Sec. 3. (a) Each House of Congress and each committee or
subcommittee of the Congress shall take appropriate measures to
insure the confidentiality of any information made available to it
which, in the judgment of the Federal agency providing it and the
House of Congress or committee or subcommittee of the Congress
receiving it, requires protection against disclosure which would
endanger (1) personal privacy, (2) trade secrets or confidential
commercial or financial information, or
[[Page 2346]]
(3) the conduct of the national defense, foreign policy, or law
enforcement activities.
(b) The Select Committee on Standards and Conduct of the Senate
shall investigate any breach of confidentiality of information made
available under this part by a Member or employee of the Senate,
and the Committee on Standards of Official Conduct of the House of
Representatives shall investigate any breach of confidentiality of
information made available under this part by a Member or employee
of the House of Representatives. Such committee shall recommend
appropriate action such as censure or removal from office or
position.
Sec. 4. For purposes of this resolution:
(1) The term ``committee of the Congress'' means any joint
committee of the Congress or any standing committee, special
committee, or select committee of either House of Congress.

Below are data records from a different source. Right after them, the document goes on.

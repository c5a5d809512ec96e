//! Downhole commands
//!
//! A [`Command`] is always ready to encode: its parameters were range-checked
//! when it was built. Out-of-range PWM and RPM requests are clamped to the
//! hardware limits rather than rejected, and the constructor reports the
//! adjustment as a [`ClampNote`].

use super::constants::{PWM_MAX, RPM_MAX};
use super::fields::{FieldSpec, WireType};
use super::packet::PacketType;
use crate::error::{Error, Result};
use std::fmt;

pub const PWM_FIELDS: &[FieldSpec] = &[FieldSpec::raw("pwm", WireType::I16)];
pub const RPM_FIELDS: &[FieldSpec] = &[FieldSpec::raw("rpm", WireType::I16)];
pub const ROTATE_BY_FIELDS: &[FieldSpec] = &[
    FieldSpec::raw("degrees", WireType::I32),
    FieldSpec::raw("pwm", WireType::I16),
];
pub const FLASH_CONFIG_FIELDS: &[FieldSpec] = &[FieldSpec::raw("config", WireType::U8)];
pub const SET_ALARM_FIELDS: &[FieldSpec] = &[
    FieldSpec::raw("alarm", WireType::U8),
    FieldSpec::raw("enabled", WireType::U8),
];
pub const CALIBRATION_FIELDS: &[FieldSpec] = &[
    FieldSpec::raw("direction", WireType::U8),
    FieldSpec::raw("slot", WireType::U8),
];
pub const TACHOMETER_FIELDS: &[FieldSpec] = &[FieldSpec::raw("count", WireType::I32)];

/// Record of a parameter that was pulled back into range
#[derive(Debug, Clone, Copy, PartialEq, Eq)]
pub struct ClampNote {
    pub field: &'static str,
    pub requested: i64,
    pub applied: i64,
}

impl fmt::Display for ClampNote {
    fn fmt(&self, f: &mut fmt::Formatter<'_>) -> fmt::Result {
        write!(
            f,
            "{} {} clamped to {}",
            self.field, self.requested, self.applied
        )
    }
}

fn clamp_to(field: &'static str, requested: i64, limit: i64) -> (i16, Option<ClampNote>) {
    let applied = requested.clamp(-limit, limit);
    let note = (applied != requested).then_some(ClampNote {
        field,
        requested,
        applied,
    });
    // limit is well inside i16
    (applied as i16, note)
}

/// Motor PWM duty, always within ±PWM_MAX
#[derive(Debug, Clone, Copy, PartialEq, Eq, Default)]
pub struct Pwm(i16);

impl Pwm {
    pub fn new(requested: i64) -> (Self, Option<ClampNote>) {
        let (v, note) = clamp_to("pwm", requested, PWM_MAX);
        (Self(v), note)
    }

    pub fn get(self) -> i16 {
        self.0
    }
}

/// Motor speed setpoint, always within ±RPM_MAX
#[derive(Debug, Clone, Copy, PartialEq, Eq, Default)]
pub struct Rpm(i16);

impl Rpm {
    pub fn new(requested: i64) -> (Self, Option<ClampNote>) {
        let (v, note) = clamp_to("rpm", requested, RPM_MAX);
        (Self(v), note)
    }

    pub fn get(self) -> i16 {
        self.0
    }
}

/// Motor controller parameter sets stored in the controller's flash
#[derive(Debug, Clone, Copy, PartialEq, Eq)]
pub enum MotorConfig {
    Parvalux,
    Skateboard,
    Hacker,
    Plettenberg,
}

impl MotorConfig {
    pub const ALL: [MotorConfig; 4] = [
        MotorConfig::Parvalux,
        MotorConfig::Skateboard,
        MotorConfig::Hacker,
        MotorConfig::Plettenberg,
    ];

    pub fn id(self) -> u8 {
        self as u8
    }

    pub fn from_id(id: u8) -> Option<Self> {
        Self::ALL.get(id as usize).copied()
    }

    pub fn name(self) -> &'static str {
        match self {
            MotorConfig::Parvalux => "parvalux",
            MotorConfig::Skateboard => "skateboard",
            MotorConfig::Hacker => "hacker",
            MotorConfig::Plettenberg => "plettenberg",
        }
    }

    pub fn from_name(name: &str) -> Option<Self> {
        Self::ALL.into_iter().find(|c| c.name() == name)
    }
}

/// Alarms the downhole unit can raise on its own
#[derive(Debug, Clone, Copy, PartialEq, Eq)]
pub enum Alarm {
    /// Gyro slip: the tool body spins with the motor
    Gyro,
}

impl Alarm {
    pub fn id(self) -> u8 {
        self as u8
    }

    pub fn from_id(id: u8) -> Option<Self> {
        match id {
            0 => Some(Alarm::Gyro),
            _ => None,
        }
    }

    pub fn name(self) -> &'static str {
        match self {
            Alarm::Gyro => "gyro",
        }
    }

    pub fn from_name(name: &str) -> Option<Self> {
        match name {
            "gyro" => Some(Alarm::Gyro),
            _ => None,
        }
    }
}

/// BNO055 calibration profile transfer direction
#[derive(Debug, Clone, Copy, PartialEq, Eq)]
pub enum CalibrationDirection {
    Load,
    Save,
}

impl CalibrationDirection {
    pub fn id(self) -> u8 {
        match self {
            CalibrationDirection::Load => 0,
            CalibrationDirection::Save => 1,
        }
    }

    pub fn from_id(id: u8) -> Option<Self> {
        match id {
            0 => Some(CalibrationDirection::Load),
            1 => Some(CalibrationDirection::Save),
            _ => None,
        }
    }
}

/// Validated downhole command
#[derive(Debug, Clone, Copy, PartialEq, Eq)]
pub enum Command {
    Ping,
    MotorStop,
    MotorStartPwm(Pwm),
    MotorStartRpm(Rpm),
    MotorRotateBy { degrees: i32, pwm: Pwm },
    MotorFlashConfig(MotorConfig),
    SetAlarm { alarm: Alarm, enabled: bool },
    Bno055SaveLoadCalibration { direction: CalibrationDirection, slot: u8 },
    MotorSetTachometer(i32),
}

impl Command {
    pub fn motor_pwm(requested: i64) -> (Self, Option<ClampNote>) {
        let (pwm, note) = Pwm::new(requested);
        (Command::MotorStartPwm(pwm), note)
    }

    pub fn motor_rpm(requested: i64) -> (Self, Option<ClampNote>) {
        let (rpm, note) = Rpm::new(requested);
        (Command::MotorStartRpm(rpm), note)
    }

    pub fn rotate_by(degrees: i32, pwm: i64) -> (Self, Option<ClampNote>) {
        let (pwm, note) = Pwm::new(pwm);
        (Command::MotorRotateBy { degrees, pwm }, note)
    }

    pub fn packet_type(&self) -> PacketType {
        match self {
            Command::Ping => PacketType::Ping,
            Command::MotorStop => PacketType::MotorStop,
            Command::MotorStartPwm(_) => PacketType::MotorStartPwm,
            Command::MotorStartRpm(_) => PacketType::MotorStartRpm,
            Command::MotorRotateBy { .. } => PacketType::MotorRotateBy,
            Command::MotorFlashConfig(_) => PacketType::MotorFlashConfig,
            Command::SetAlarm { .. } => PacketType::SetAlarm,
            Command::Bno055SaveLoadCalibration { .. } => PacketType::Bno055SaveLoadCalibration,
            Command::MotorSetTachometer(_) => PacketType::MotorSetTachometer,
        }
    }

    /// Field values in layout order
    pub fn wire_values(&self) -> Vec<i64> {
        match *self {
            Command::Ping | Command::MotorStop => Vec::new(),
            Command::MotorStartPwm(pwm) => vec![pwm.get().into()],
            Command::MotorStartRpm(rpm) => vec![rpm.get().into()],
            Command::MotorRotateBy { degrees, pwm } => vec![degrees.into(), pwm.get().into()],
            Command::MotorFlashConfig(config) => vec![config.id().into()],
            Command::SetAlarm { alarm, enabled } => vec![alarm.id().into(), i64::from(enabled)],
            Command::Bno055SaveLoadCalibration { direction, slot } => {
                vec![direction.id().into(), slot.into()]
            }
            Command::MotorSetTachometer(count) => vec![count.into()],
        }
    }

    /// Rebuild a command from wire values read with its layout
    ///
    /// PWM and RPM go through the same clamping constructors as operator
    /// intents; enumerated bytes outside their table are rejected.
    pub fn from_wire(ty: PacketType, values: &[i64]) -> Result<Self> {
        let at = |i: usize| values.get(i).copied().unwrap_or_default();
        let byte = |i: usize| u8::try_from(at(i)).unwrap_or(u8::MAX);

        let command = match ty {
            PacketType::Ping => Command::Ping,
            PacketType::MotorStop => Command::MotorStop,
            PacketType::MotorStartPwm => Command::motor_pwm(at(0)).0,
            PacketType::MotorStartRpm => Command::motor_rpm(at(0)).0,
            PacketType::MotorRotateBy => {
                let degrees = i32::try_from(at(0)).map_err(|_| Error::InvalidField {
                    field: "degrees",
                    value: at(0),
                })?;
                Command::rotate_by(degrees, at(1)).0
            }
            PacketType::MotorFlashConfig => {
                let config = MotorConfig::from_id(byte(0)).ok_or(Error::InvalidField {
                    field: "config",
                    value: at(0),
                })?;
                Command::MotorFlashConfig(config)
            }
            PacketType::SetAlarm => {
                let alarm = Alarm::from_id(byte(0)).ok_or(Error::InvalidField {
                    field: "alarm",
                    value: at(0),
                })?;
                let enabled = match at(1) {
                    0 => false,
                    1 => true,
                    other => {
                        return Err(Error::InvalidField {
                            field: "enabled",
                            value: other,
                        })
                    }
                };
                Command::SetAlarm { alarm, enabled }
            }
            PacketType::Bno055SaveLoadCalibration => {
                let direction =
                    CalibrationDirection::from_id(byte(0)).ok_or(Error::InvalidField {
                        field: "direction",
                        value: at(0),
                    })?;
                Command::Bno055SaveLoadCalibration {
                    direction,
                    slot: byte(1),
                }
            }
            PacketType::MotorSetTachometer => {
                let count = i32::try_from(at(0)).map_err(|_| Error::InvalidField {
                    field: "count",
                    value: at(0),
                })?;
                Command::MotorSetTachometer(count)
            }
            PacketType::Telemetry | PacketType::GyroSlipAlarm => {
                return Err(Error::Other(format!("{} is not a command", ty.name())))
            }
        };
        Ok(command)
    }
}

#[cfg(test)]
mod tests {
    use super::*;

    #[test]
    fn test_pwm_clamping() {
        let (pwm, note) = Pwm::new(9001);
        assert_eq!(pwm.get(), 255);
        assert_eq!(
            note,
            Some(ClampNote {
                field: "pwm",
                requested: 9001,
                applied: 255
            })
        );

        assert_eq!(Pwm::new(-9001).0.get(), -255);
        assert_eq!(Pwm::new(120), (Pwm(120), None));
    }

    #[test]
    fn test_rpm_clamping() {
        assert_eq!(Rpm::new(121).0.get(), 120);
        assert_eq!(Rpm::new(-121).0.get(), -120);
        assert!(Rpm::new(-120).1.is_none());
    }

    #[test]
    fn test_clamp_note_display() {
        let (_, note) = Command::motor_rpm(500);
        assert_eq!(note.unwrap().to_string(), "rpm 500 clamped to 120");
    }

    #[test]
    fn test_motor_config_names() {
        for config in MotorConfig::ALL {
            assert_eq!(MotorConfig::from_name(config.name()), Some(config));
            assert_eq!(MotorConfig::from_id(config.id()), Some(config));
        }
        assert_eq!(MotorConfig::Plettenberg.id(), 3);
        assert_eq!(MotorConfig::from_name("unknown"), None);
        assert_eq!(MotorConfig::from_id(4), None);
    }

    #[test]
    fn test_from_wire_clamps_like_intents() {
        let cmd = Command::from_wire(PacketType::MotorStartPwm, &[1000]).unwrap();
        assert_eq!(cmd, Command::MotorStartPwm(Pwm(255)));
    }

    #[test]
    fn test_from_wire_rejects_unknown_enumerations() {
        assert!(matches!(
            Command::from_wire(PacketType::MotorFlashConfig, &[9]),
            Err(Error::InvalidField {
                field: "config",
                value: 9
            })
        ));
        assert!(Command::from_wire(PacketType::SetAlarm, &[1, 1]).is_err());
        assert!(Command::from_wire(PacketType::SetAlarm, &[0, 2]).is_err());
        assert!(Command::from_wire(PacketType::Bno055SaveLoadCalibration, &[2, 0]).is_err());
        assert!(Command::from_wire(PacketType::Telemetry, &[]).is_err());
    }

    #[test]
    fn test_wire_values_follow_layout() {
        let (cmd, _) = Command::rotate_by(-90, 60);
        assert_eq!(cmd.wire_values(), vec![-90, 60]);
        assert_eq!(
            cmd.wire_values().len(),
            cmd.packet_type().layout().len()
        );
    }
}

(2) The term ``Federal agency'' has the same meaning given that
term under section 207 of the Legislative Reorganization Act of
1970 and includes the Executive Office of the President.
Sec. 5. (a) Nothing in this resolution shall be construed to
require the furnishing or production of any information, records,
documents, or other material to either House of Congress if such
furnishing or production is prohibited by an Act of Congress.
(b) Nothing in this resolution shall be construed as in any way
impairing the effectiveness or availability of any other procedure
whereby Congress may obtain information needed to enable it to
exercise a legislative function under the Constitution.
The final disposition of this resolution (S. Con. Res. 30) in the
House was referral to the Committee on Rules by the Speaker.
Bill
Sec. 5.2 The Senate approved a bill, not acted upon by the House, known
as the Congressional Right to Information Act to establish a
procedure assuring full and complete disclosure of information
requested from federal officers and employees.
On Dec. 18, 1973,(14) the Senate approved S.
2432:(15)
---------------------------------------------------------------------------
14. 119 Cong. Rec. 42101-05, 93d Cong. 1st Sess.
15. See S. Rept. No. 93-612 for the report on the bill.
---------------------------------------------------------------------------
That this Act may be cited as the ``Congressional Right to
Information Act''.
Sec. 2. (a) Title III of the Legislative Reorganization Act of
1970 is amended by adding at the end thereof the following new
part:
Part 4--Keeping the Congress Informed
informing congressional committees
Sec. 341. (a) The head of every Federal agency shall keep
each committee of the Congress and the subcommittees thereof
fully and cur
[[Page 2347]]
rently informed with respect to all matters relating to that
agency which are within the jurisdiction of such committee or
subcommittee.
(b) The head of a Federal agency, on request of a committee
of the Congress or a subcommittee thereof or on request of two-
fifths of the members thereof, shall submit any information
requested of such agency head relating to any matter within the
jurisdiction of the committee or subcommittee.
production of information
Sec. 342. (a) When an officer or employee of the United
States is summoned to testify or to produce information,
records, documents, or other material before either House of
Congress or a committee of the Congress or subcommittee
thereof, that officer or employee shall appear at the time and
place specified and shall answer all questions propounded to
him, or produce all information, including records, documents,
and other material sought, unless, in the case of an officer or
employee of a Federal agency in the executive branch, either
within twenty days of the date of the summons, or, in the case
of any such information which was first requested at an
appearance, within ten days after that appearance, the
President formally and expressly instructs the officer or
employee in writing to withhold the information requested,
including answers to specific questions, or specific records,
documents, or other material, in which event such Presidential
instruction shall set forth the grounds on which it is based.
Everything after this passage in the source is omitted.